• [PROBLEM DESCRIPTION]: Quote every line below exactly as it reads.

··· DATA LISTING ···

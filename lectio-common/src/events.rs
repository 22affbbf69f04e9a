//! Event types for the Lectio event system
//!
//! Events describe state transitions for screen components (play controls,
//! chapter lists). Word-highlight timing is deliberately NOT pushed through
//! here: consumers of `ClipTiming` sample the shared clock themselves.

use crate::timing::ClipTiming;
use serde::{Deserialize, Serialize};

/// Playback engine states
#[derive(Debug, Clone, Copy, PartialEq, Eq, Serialize, Deserialize)]
#[serde(rename_all = "lowercase")]
pub enum PlaybackState {
    /// Nothing sounding, nothing loading (also the stalled state)
    Idle,
    /// A clip fetch is in flight for the current verse
    Loading,
    /// A clip is sounding
    Playing,
    /// A clip is sounding but the shared clock is suspended
    Paused,
}

impl std::fmt::Display for PlaybackState {
    fn fmt(&self, f: &mut std::fmt::Formatter<'_>) -> std::fmt::Result {
        match self {
            PlaybackState::Idle => write!(f, "idle"),
            PlaybackState::Loading => write!(f, "loading"),
            PlaybackState::Playing => write!(f, "playing"),
            PlaybackState::Paused => write!(f, "paused"),
        }
    }
}

/// Lectio event types
#[derive(Debug, Clone, Serialize, Deserialize)]
#[serde(tag = "type")]
pub enum LectioEvent {
    /// Playback state changed
    PlaybackStateChanged {
        old_state: PlaybackState,
        new_state: PlaybackState,
        timestamp: chrono::DateTime<chrono::Utc>,
    },

    /// A verse clip started sounding
    VerseStarted {
        chapter_id: String,
        verse_id: String,
        timing: ClipTiming,
        timestamp: chrono::DateTime<chrono::Utc>,
    },

    /// A verse clip reached natural completion
    VerseCompleted {
        chapter_id: String,
        verse_id: String,
        timestamp: chrono::DateTime<chrono::Utc>,
    },

    /// No clip could be produced for the requested verse; playback stalled
    PlaybackStalled {
        chapter_id: String,
        verse_id: String,
        timestamp: chrono::DateTime<chrono::Utc>,
    },

    /// Playback rate changed
    RateChanged {
        rate: f64,
        timestamp: chrono::DateTime<chrono::Utc>,
    },

    /// Output volume changed
    VolumeChanged {
        volume: f32,
        timestamp: chrono::DateTime<chrono::Utc>,
    },

    /// Playback stopped (user stop or end of corpus)
    PlaybackStopped {
        timestamp: chrono::DateTime<chrono::Utc>,
    },
}
//! Lectio Verse Player (lectio-vp) - Main entry point
//!
//! Loads the corpus and player configuration, connects the speech synthesis
//! client and the audio device, then plays verses from the requested start
//! position until the corpus ends or the user interrupts.

use std::path::PathBuf;
use std::sync::Arc;
use std::time::Duration;

use anyhow::{Context, Result};
use clap::Parser;
use tokio::signal;
use tokio::sync::{broadcast, mpsc};
use tracing::info;
use tracing_subscriber::{layer::SubscriberExt, util::SubscriberInitExt};

use lectio_common::corpus::Corpus;
use lectio_common::events::LectioEvent;
use lectio_vp::audio::decode::SymphoniaDecoder;
use lectio_vp::audio::output::CpalSink;
use lectio_vp::audio::sink::AudioSink;
use lectio_vp::config::PlayerConfig;
use lectio_vp::playback::cache::ClipCache;
use lectio_vp::playback::engine::PlayerEngine;
use lectio_vp::playback::fetch::FetchCoordinator;
use lectio_vp::playback::navigator::Navigator;
use lectio_vp::playback::prefetch::Prefetcher;
use lectio_vp::state::SharedState;
use lectio_vp::synth::HttpSynthesizer;

/// Command-line arguments for lectio-vp
#[derive(Parser, Debug)]
#[command(name = "lectio-vp")]
#[command(about = "Verse audio player for Lectio")]
#[command(version)]
struct Args {
    /// Corpus JSON file
    #[arg(short = 'C', long, env = "LECTIO_CORPUS")]
    corpus: PathBuf,

    /// Player configuration file (TOML)
    #[arg(short = 'c', long, env = "LECTIO_CONFIG")]
    config: Option<PathBuf>,

    /// Chapter to start from (defaults to the first chapter)
    #[arg(long)]
    chapter: Option<String>,

    /// Verse to start from (requires --chapter)
    #[arg(long)]
    verse: Option<String>,
}

#[tokio::main]
async fn main() -> Result<()> {
    // Initialize tracing
    tracing_subscriber::registry()
        .with(
            tracing_subscriber::EnvFilter::try_from_default_env()
                .unwrap_or_else(|_| "lectio_vp=debug,lectio_common=debug".into()),
        )
        .with(tracing_subscriber::fmt::layer())
        .init();

    let args = Args::parse();

    let config_path = lectio_common::config::resolve_config_path(args.config.as_deref());
    let config = PlayerConfig::load_or_default(config_path.as_deref())
        .context("Failed to load player configuration")?;

    let corpus = Arc::new(
        Corpus::load(&args.corpus)
            .with_context(|| format!("Failed to load corpus from {}", args.corpus.display()))?,
    );
    info!(
        chapters = corpus.chapters.len(),
        verses = corpus.verse_count(),
        "Corpus loaded"
    );

    let navigator = Arc::new(Navigator::new(Arc::clone(&corpus)));
    let cache = Arc::new(ClipCache::new(config.cache.capacity));
    let synthesizer =
        Arc::new(HttpSynthesizer::new(&config.synthesis).context("Failed to build synthesis client")?);
    let fetcher = Arc::new(FetchCoordinator::new(
        synthesizer,
        Arc::new(SymphoniaDecoder),
        cache,
        config.synthesis.max_retries,
        Duration::from_millis(config.synthesis.retry_backoff_ms),
    ));
    let prefetcher = Prefetcher::new(
        Arc::clone(&fetcher),
        Arc::clone(&navigator),
        config.prefetch.lookahead,
    );

    let (completion_tx, completion_rx) = mpsc::unbounded_channel();
    let sink: Arc<dyn AudioSink> = Arc::new(
        CpalSink::new(config.audio.device.clone(), completion_tx)
            .context("Failed to open audio output")?,
    );
    sink.set_volume(config.audio.volume);

    let state = Arc::new(SharedState::new(config.playback.rate));
    let engine = PlayerEngine::new(
        Arc::clone(&navigator),
        fetcher,
        prefetcher,
        sink,
        state,
    );
    engine.spawn_completion_pump(completion_rx);
    info!("Playback engine initialized");

    let start = match (args.chapter.as_deref(), args.verse.as_deref()) {
        (Some(chapter), Some(verse)) => navigator.position(chapter, verse),
        (Some(chapter), None) => navigator.first_of_chapter(chapter),
        (None, Some(_)) => anyhow::bail!("--verse requires --chapter"),
        (None, None) => navigator.first_verse(),
    }
    .context("Start position not found in corpus")?;

    let mut events = engine.subscribe_events();
    engine
        .play(&start.chapter_id, &start.verse.id)
        .await
        .context("Failed to start playback")?;

    // Follow events until the corpus ends or the user interrupts.
    loop {
        tokio::select! {
            _ = signal::ctrl_c() => {
                info!("Received Ctrl+C, shutting down");
                engine.stop().await;
                break;
            }
            event = events.recv() => match event {
                Ok(LectioEvent::PlaybackStopped { .. }) => {
                    info!("Playback finished");
                    break;
                }
                Ok(_) => {}
                Err(broadcast::error::RecvError::Lagged(_)) => {}
                Err(broadcast::error::RecvError::Closed) => break,
            },
        }
    }

    Ok(())
}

···

• [RESULT]:
filename lectio-common/src/events.rs
repository 22affbbf69f04e9a
//! Event types for the Lectio event system
//!
//! Events describe state transitions for screen components (play controls,
//! chapter lists). Word-highlight timing is deliberately NOT pushed through
//! here: consumers of `ClipTiming` sample the shared clock themselves.

use crate::timing::ClipTiming;
use serde::{Deserialize, Serialize};

/// Playback engine states
#[derive(Debug, Clone, Copy, PartialEq, Eq, Serialize, Deserialize)]
#[serde(rename_all = "lowercase")]
pub enum PlaybackState {
    /// Nothing sounding, nothing loading (also the stalled state)
    Idle,
    /// A clip fetch is in flight for the current verse
    Loading,
    /// A clip is sounding
    Playing,
    /// A clip is sounding but the shared clock is suspended
    Paused,
}

impl std::fmt::Display for PlaybackState {
    fn fmt(&self, f: &mut std::fmt::Formatter<'_>) -> std::fmt::Result {
        match self {
            PlaybackState::Idle => write!(f, "idle"),
            PlaybackState::Loading => write!(f, "loading"),
            PlaybackState::Playing => write!(f, "playing"),
            PlaybackState::Paused => write!(f, "paused"),
        }
    }
}

/// Lectio event types
#[derive(Debug, Clone, Serialize, Deserialize)]
#[serde(tag = "type")]
pub enum LectioEvent {
    /// Playback state changed
    PlaybackStateChanged {
        old_state: PlaybackState,
        new_state: PlaybackState,
        timestamp: chrono::DateTime<chrono::Utc>,
    },

    /// A verse clip started sounding
    VerseStarted {
        chapter_id: String,
        verse_id: String,
        timing: ClipTiming,
        timestamp: chrono::DateTime<chrono::Utc>,
    },

    /// A verse clip reached natural completion
    VerseCompleted {
        chapter_id: String,
        verse_id: String,
        timestamp: chrono::DateTime<chrono::Utc>,
    },

    /// No clip could be produced for the requested verse; playback stalled
    PlaybackStalled {
        chapter_id: String,
        verse_id: String,
        timestamp: chrono::DateTime<chrono::Utc>,
    },

    /// Playback rate changed
    RateChanged {
        rate: f64,
        timestamp: chrono::DateTime<chrono::Utc>,
    },

    /// Output volume changed
    VolumeChanged {
        volume: f32,
        timestamp: chrono::DateTime<chrono::Utc>,
    },

    /// Playback stopped (user stop or end of corpus)
    PlaybackStopped {
        timestamp: chrono::DateTime<chrono::Utc>,
    },
}
//! Lectio Verse Player (lectio-vp) - Main entry point
//!
//! Loads the corpus and player configuration, connects the speech synthesis
//! client and the audio device, then plays verses from the requested start
//! position until the corpus ends or the user interrupts.

use std::path::PathBuf;
use std::sync::Arc;
use std::time::Duration;

use anyhow::{Context, Result};
use clap::Parser;
use tokio::signal;
use tokio::sync::{broadcast, mpsc};
use tracing::info;
use tracing_subscriber::{layer::SubscriberExt, util::SubscriberInitExt};

use lectio_common::corpus::Corpus;
use lectio_common::events::LectioEvent;
use lectio_vp::audio::decode::SymphoniaDecoder;
use lectio_vp::audio::output::CpalSink;
use lectio_vp::audio::sink::AudioSink;
use lectio_vp::config::PlayerConfig;
use lectio_vp::playback::cache::ClipCache;
use lectio_vp::playback::engine::PlayerEngine;
use lectio_vp::playback::fetch::FetchCoordinator;
use lectio_vp::playback::navigator::Navigator;
use lectio_vp::playback::prefetch::Prefetcher;
use lectio_vp::state::SharedState;
use lectio_vp::synth::HttpSynthesizer;

/// Command-line arguments for lectio-vp
#[derive(Parser, Debug)]
#[command(name = "lectio-vp")]
#[command(about = "Verse audio player for Lectio")]
#[command(version)]
struct Args {
    /// Corpus JSON file
    #[arg(short = 'C', long, env = "LECTIO_CORPUS")]
    corpus: PathBuf,

    /// Player configuration file (TOML)
    #[arg(short = 'c', long, env = "LECTIO_CONFIG")]
    config: Option<PathBuf>,

    /// Chapter to start from (defaults to the first chapter)
    #[arg(long)]
    chapter: Option<String>,

    /// Verse to start from (requires --chapter)
    #[arg(long)]
    verse: Option<String>,
}

#[tokio::main]
async fn main() -> Result<()> {
    // Initialize tracing
    tracing_subscriber::registry()
        .with(
            tracing_subscriber::EnvFilter::try_from_default_env()
                .unwrap_or_else(|_| "lectio_vp=debug,lectio_common=debug".into()),
        )
        .with(tracing_subscriber::fmt::layer())
        .init();

    let args = Args::parse();

    let config_path = lectio_common::config::resolve_config_path(args.config.as_deref());
    let config = PlayerConfig::load_or_default(config_path.as_deref())
        .context("Failed to load player configuration")?;

    let corpus = Arc::new(
        Corpus::load(&args.corpus)
            .with_context(|| format!("Failed to load corpus from {}", args.corpus.display()))?,
    );
    info!(
        chapters = corpus.chapters.len(),
        verses = corpus.verse_count(),
        "Corpus loaded"
    );

    let navigator = Arc::new(Navigator::new(Arc::clone(&corpus)));
    let cache = Arc::new(ClipCache::new(config.cache.capacity));
    let synthesizer =
        Arc::new(HttpSynthesizer::new(&config.synthesis).context("Failed to build synthesis client")?);
    let fetcher = Arc::new(FetchCoordinator::new(
        synthesizer,
        Arc::new(SymphoniaDecoder),
        cache,
        config.synthesis.max_retries,
        Duration::from_millis(config.synthesis.retry_backoff_ms),
    ));
    let prefetcher = Prefetcher::new(
        Arc::clone(&fetcher),
        Arc::clone(&navigator),
        config.prefetch.lookahead,
    );

    let (completion_tx, completion_rx) = mpsc::unbounded_channel();
    let sink: Arc<dyn AudioSink> = Arc::new(
        CpalSink::new(config.audio.device.clone(), completion_tx)
            .context("Failed to open audio output")?,
    );
    sink.set_volume(config.audio.volume);

    let state = Arc::new(SharedState::new(config.playback.rate));
    let engine = PlayerEngine::new(
        Arc::clone(&navigator),
        fetcher,
        prefetcher,
        sink,
        state,
    );
    engine.spawn_completion_pump(completion_rx);
    info!("Playback engine initialized");

    let start = match (args.chapter.as_deref(), args.verse.as_deref()) {
        (Some(chapter), Some(verse)) => navigator.position(chapter, verse),
        (Some(chapter), None) => navigator.first_of_chapter(chapter),
        (None, Some(_)) => anyhow::bail!("--verse requires --chapter"),
        (None, None) => navigator.first_verse(),
    }
    .context("Start position not found in corpus")?;

    let mut events = engine.subscribe_events();
    engine
        .play(&start.chapter_id, &start.verse.id)
        .await
        .context("Failed to start playback")?;

    // Follow events until the corpus ends or the user interrupts.
    loop {
        tokio::select! {
            _ = signal::ctrl_c() => {
                info!("Received Ctrl+C, shutting down");
                engine.stop().await;
                break;
            }
            event = events.recv() => match event {
                Ok(LectioEvent::PlaybackStopped { .. }) => {
                    info!("Playback finished");
                    break;
                }
                Ok(_) => {}
                Err(broadcast::error::RecvError::Lagged(_)) => {}
                Err(broadcast::error::RecvError::Closed) => break,
            },
        }
    }

    Ok(())
}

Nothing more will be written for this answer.